▶ **WHAT IS REQUIRED**
Should the word "Some" occur in a line of the records, copy that line.

Saved data entries

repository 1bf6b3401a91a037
use serde_json::Value;
use std::io::{self, Write};

use super::{flatten_fields, result_of, row_array, scalar_text};

/// Write output as CSV. Results holding a list of rows (the schedule) are
/// written as that list; anything else becomes two-column `field,value`.
pub fn write_csv<W: Write>(out: &mut W, value: &Value) -> io::Result<()> {
    let mut wtr = csv::Writer::from_writer(out);
    let result = result_of(value);

    if let Some((_, rows)) = row_array(result) {
        write_rows(&mut wtr, rows)?;
    } else if let Value::Array(rows) = result {
        write_rows(&mut wtr, rows)?;
    } else {
        let mut fields = Vec::new();
        flatten_fields("", result, &mut fields);
        wtr.write_record(["field", "value"])?;
        for (key, val) in &fields {
            wtr.write_record([key, val])?;
        }
    }

    wtr.flush()
}

fn write_rows<W: Write>(wtr: &mut csv::Writer<W>, rows: &[Value]) -> io::Result<()> {
    let Some(Value::Object(first)) = rows.first() else {
        for item in rows {
            wtr.write_record([scalar_text(item)])?;
        }
        return Ok(());
    };

    let headers: Vec<&str> = first.keys().map(String::as_str).collect();
    wtr.write_record(&headers)?;
    for row in rows.iter().filter_map(Value::as_object) {
        let record: Vec<String> = headers
            .iter()
            .map(|h| row.get(*h).map(scalar_text).unwrap_or_default())
            .collect();
        wtr.write_record(&record)?;
    }
    Ok(())
}
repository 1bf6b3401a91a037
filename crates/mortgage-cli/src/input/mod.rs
pub mod file;
pub mod stdin;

▶ **ANSWER TO THE EXERCISE**
    if let Some((_, rows)) = row_array(result) {
    let Some(Value::Object(first)) = rows.first() else {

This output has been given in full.